I don’t doubt the ability of Herr and others like him to eventually deliver some version of this reality. But there’s a bigger issue here that I’ve discussed previously: is an era of prosthetic augmentation what the limb loss/disability community wants or needs?

1. the world of prosthetic equivalence

Both people with LL/D and those without would, I think, agree with the following principle: if you lose/are born without your limb(s), you should have the right to technology that allows you to replace what’s not there. Indeed, most Americans reflexively think that if they lost a limb today or were born without it, their insurance would provide them a replacement. (Most Americans are wrong, but that’s a discussion for another day.)

If you dug a little deeper and asked the question, “What does it mean to replace what’s not there?”, you’d end up with a similarly consistent response: “It means getting a replacement limb that functions as well as a regular limb.” Or, stated another way, every person with LL/D has a fundamental right to a prosthesis that allows them to do everything an able-bodied person does the same way an able-bodied person does it. If such technology existed today, you would have what I call the World of Prosthetic Equivalence: no difference between having a prosthetic limb and a fully functional limb of flesh and bone.

In the World of Prosthetic Equivalence, the debate wouldn’t be “Should people with LL/D have access to this technology?”, but rather, “Can we deliver it to them in a way that’s economically feasible?” The only barrier to utilization by all individuals with LL/D would be cost-related factors. I don’t think you’d see any philosophical obstacles to providing people with such devices. But the World of Prosthetic Equivalence and the future Hugh Herr describes are, I think, quite different. (Not better or worse – different.)
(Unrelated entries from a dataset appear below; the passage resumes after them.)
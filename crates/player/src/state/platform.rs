//! Platform DI Container
//!
//! `Platform` aggregates the platform-specific adapters behind their port
//! traits so services receive one injectable value.
//!
//! Usage:
//! - Created by `create_platform()` in infrastructure/platform/desktop.rs
//! - Built from in-memory adapters in tests

use std::fmt;
use std::sync::Arc;

use crate::ports::outbound::{StorageError, StorageProvider, TimeProvider};

/// Unified platform services container
#[derive(Clone)]
pub struct Platform {
    time: Arc<dyn TimeProvider>,
    storage: Arc<dyn StorageProvider>,
}

impl Platform {
    pub fn new<T, S>(time: T, storage: S) -> Self
    where
        T: TimeProvider + 'static,
        S: StorageProvider + 'static,
    {
        Self {
            time: Arc::new(time),
            storage: Arc::new(storage),
        }
    }

    /// Build from adapters the caller keeps a handle to (e.g. to inspect in tests).
    pub fn from_shared(time: Arc<dyn TimeProvider>, storage: Arc<dyn StorageProvider>) -> Self {
        Self { time, storage }
    }

    pub fn now_millis(&self) -> u64 {
        self.time.now_millis()
    }

    pub fn storage_save(&self, key: &str, value: &str) -> Result<(), StorageError> {
        self.storage.save(key, value)
    }

    pub fn storage_load(&self, key: &str) -> Option<String> {
        self.storage.load(key)
    }

    pub fn storage_remove(&self, key: &str) -> Result<(), StorageError> {
        self.storage.remove(key)
    }
}

impl fmt::Debug for Platform {
    fn fmt(&self, f: &mut fmt::Formatter<'_>) -> fmt::Result {
        f.debug_struct("Platform").finish_non_exhaustive()
    }
}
2. the world of prosthetic augmentation

In the World of Prosthetic Augmentation, the replacement limbs received by people with LL/D would enable them to do things that able-bodied individuals couldn’t. A prosthesis would now imbue them with capabilities beyond that or fundamentally different than that of a normal human. Whether Herr’s statement that “[i]f the Paralympics accept advances in technology, there’ll come a time when the Paralympics will be more popular than the Olympics” proves true or not, his vision of augmentation raises some interesting questions that deserve consideration.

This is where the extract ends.